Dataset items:

------------

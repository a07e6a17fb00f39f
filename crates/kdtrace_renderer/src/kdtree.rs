//! Kd-tree acceleration structure over triangles.
//!
//! Nodes are split on axis-aligned planes placed at the median of the
//! triangles' box coordinates. The split rule favours balanced counts over
//! surface-area cost, which keeps construction fast. Triangles whose boxes
//! straddle a split plane are referenced from both children, so a ray can
//! test the same triangle from more than one leaf.

use crate::{hit::Geometry, Hit, Ray, Triangle};
use kdtrace_math::{bounding_box, Aabb, Axis, BoundsResult, Interval};

/// Nodes holding fewer triangles than this become leaves.
const LEAF_MAX_SIZE: usize = 8;

/// A split is only taken if the bigger side holds fewer than this fraction
/// of the node's triangles.
const SPLIT_RATIO: f64 = 0.85;

/// Kd-tree node - either a split plane with two children or a leaf.
///
/// Children are owned exclusively; triangles live in the tree's arena and
/// leaves refer to them by index.
#[derive(Debug)]
pub enum KdNode {
    /// Internal node. `left` holds triangles whose boxes reach below (or
    /// onto) the plane, `right` those reaching above (or onto) it.
    Split {
        axis: Axis,
        point: f32,
        left: Box<KdNode>,
        right: Box<KdNode>,
    },
    /// Leaf node with indices into the tree's triangle list.
    Leaf { triangles: Vec<usize> },
}

/// Shape summary of a built tree.
#[derive(Debug, Clone, Copy, Default, PartialEq, Eq)]
pub struct KdTreeStats {
    pub nodes: usize,
    pub leaves: usize,
    pub max_depth: usize,
    /// Sum of leaf sizes; exceeds the triangle count when triangles straddle
    pub triangle_refs: usize,
}

/// A kd-tree over a triangle mesh.
#[derive(Debug)]
pub struct KdTree {
    /// Box around every triangle; node boxes are implied by the splits
    bounds: Aabb,
    root: KdNode,
    triangles: Vec<Triangle>,
}

impl KdTree {
    /// Build a tree over `triangles`.
    ///
    /// Fails with `InsufficientInput` when there is no geometry to bound.
    pub fn build(triangles: Vec<Triangle>) -> BoundsResult<Self> {
        let vertices: Vec<_> = triangles.iter().flat_map(|t| t.vertices()).collect();
        let bounds = bounding_box(&vertices)?;

        // Boxes are only needed while building
        let boxes: Vec<Aabb> = triangles.iter().map(Triangle::bounding_box).collect();
        let root = KdNode::build((0..triangles.len()).collect(), &boxes);

        let tree = Self {
            bounds,
            root,
            triangles,
        };

        let stats = tree.stats();
        log::info!(
            "Built kd-tree: {} triangles, {} nodes, {} leaves, depth {}, {} leaf refs",
            tree.triangles.len(),
            stats.nodes,
            stats.leaves,
            stats.max_depth,
            stats.triangle_refs
        );

        Ok(tree)
    }

    pub fn bounds(&self) -> Aabb {
        self.bounds
    }

    pub fn root(&self) -> &KdNode {
        &self.root
    }

    pub fn triangles(&self) -> &[Triangle] {
        &self.triangles
    }

    /// Nearest triangle hit along `ray`, or [`Hit::NONE`].
    pub fn intersect(&self, ray: &Ray) -> Hit {
        let range = self.bounds.intersect(ray);
        if range.is_empty() || range.max <= 0.0 {
            return Hit::NONE;
        }
        self.root.intersect(&self.triangles, ray, range)
    }

    /// Walk the tree and summarize its shape.
    pub fn stats(&self) -> KdTreeStats {
        let mut stats = KdTreeStats::default();
        self.root.collect_stats(0, &mut stats);
        stats
    }
}

impl KdNode {
    /// Recursive construction over the triangles named by `indices`.
    fn build(indices: Vec<usize>, boxes: &[Aabb]) -> Self {
        if indices.len() < LEAF_MAX_SIZE {
            return KdNode::Leaf { triangles: indices };
        }

        let mut best = (indices.len() as f64 * SPLIT_RATIO) as usize;
        let mut best_split = None;

        for axis in Axis::ALL {
            let mut coords: Vec<f32> = indices
                .iter()
                .flat_map(|&i| [axis.of(boxes[i].min), axis.of(boxes[i].max)])
                .collect();
            coords.sort_unstable_by(f32::total_cmp);

            let point = median(&coords);
            let score = partition_score(&indices, boxes, axis, point);
            if score < best {
                best = score;
                best_split = Some((axis, point));
            }
        }

        let Some((axis, point)) = best_split else {
            return KdNode::Leaf { triangles: indices };
        };

        let (left, right) = partition(&indices, boxes, axis, point);
        // The parent keeps no triangles once split
        drop(indices);

        KdNode::Split {
            axis,
            point,
            left: Box::new(Self::build(left, boxes)),
            right: Box::new(Self::build(right, boxes)),
        }
    }

    /// Nearest hit within this subtree for the parametric range `range`.
    fn intersect(&self, triangles: &[Triangle], ray: &Ray, range: Interval) -> Hit {
        match self {
            KdNode::Leaf { triangles: indices } => indices
                .iter()
                .map(|&i| triangles[i].intersect(ray))
                .fold(Hit::NONE, Hit::closer),

            KdNode::Split {
                axis,
                point,
                left,
                right,
            } => {
                let origin = axis.of(ray.origin);
                let direction = axis.of(ray.direction);
                let t_split = (point - origin) / direction;

                // Origin exactly on the plane: the direction decides which
                // half-space the ray enters first
                let left_first = origin < *point || (origin == *point && direction <= 0.0);
                let (near, far) = if left_first {
                    (left, right)
                } else {
                    (right, left)
                };

                if t_split > range.max || t_split <= 0.0 {
                    near.intersect(triangles, ray, range)
                } else if t_split < range.min {
                    far.intersect(triangles, ray, range)
                } else {
                    let near_hit = near.intersect(triangles, ray, range.with_max(t_split));
                    // Nothing past the plane can beat a hit before it
                    if near_hit.t <= t_split {
                        return near_hit;
                    }
                    let far_range = range.with_min(t_split).with_max(range.max.min(near_hit.t));
                    near_hit.closer(far.intersect(triangles, ray, far_range))
                }
            }
        }
    }

    fn collect_stats(&self, depth: usize, stats: &mut KdTreeStats) {
        stats.nodes += 1;
        stats.max_depth = stats.max_depth.max(depth);
        match self {
            KdNode::Leaf { triangles } => {
                stats.leaves += 1;
                stats.triangle_refs += triangles.len();
            }
            KdNode::Split { left, right, .. } => {
                left.collect_stats(depth + 1, stats);
                right.collect_stats(depth + 1, stats);
            }
        }
    }
}

/// Larger of the two side counts for a candidate plane. Straddling boxes
/// count toward both sides.
fn partition_score(indices: &[usize], boxes: &[Aabb], axis: Axis, point: f32) -> usize {
    let (mut left, mut right) = (0, 0);
    for &i in indices {
        let (l, r) = boxes[i].partition(axis, point);
        left += l as usize;
        right += r as usize;
    }
    left.max(right)
}

/// Split `indices` by the plane; straddling triangles go to both sides.
fn partition(
    indices: &[usize],
    boxes: &[Aabb],
    axis: Axis,
    point: f32,
) -> (Vec<usize>, Vec<usize>) {
    let mut left = Vec::with_capacity(indices.len());
    let mut right = Vec::with_capacity(indices.len());
    for &i in indices {
        let (l, r) = boxes[i].partition(axis, point);
        if l {
            left.push(i);
        }
        if r {
            right.push(i);
        }
    }
    (left, right)
}

/// Median of sorted values; the mean of the middle pair for even lengths.
fn median(sorted: &[f32]) -> f32 {
    let n = sorted.len();
    match n {
        0 => 0.0,
        _ if n % 2 == 1 => sorted[n / 2],
        _ => (sorted[n / 2 - 1] + sorted[n / 2]) / 2.0,
    }
}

------------

* [What this task involves] How many lines in these records hold the string "fewer"? Reply with the number alone.

* [Expected answer] 2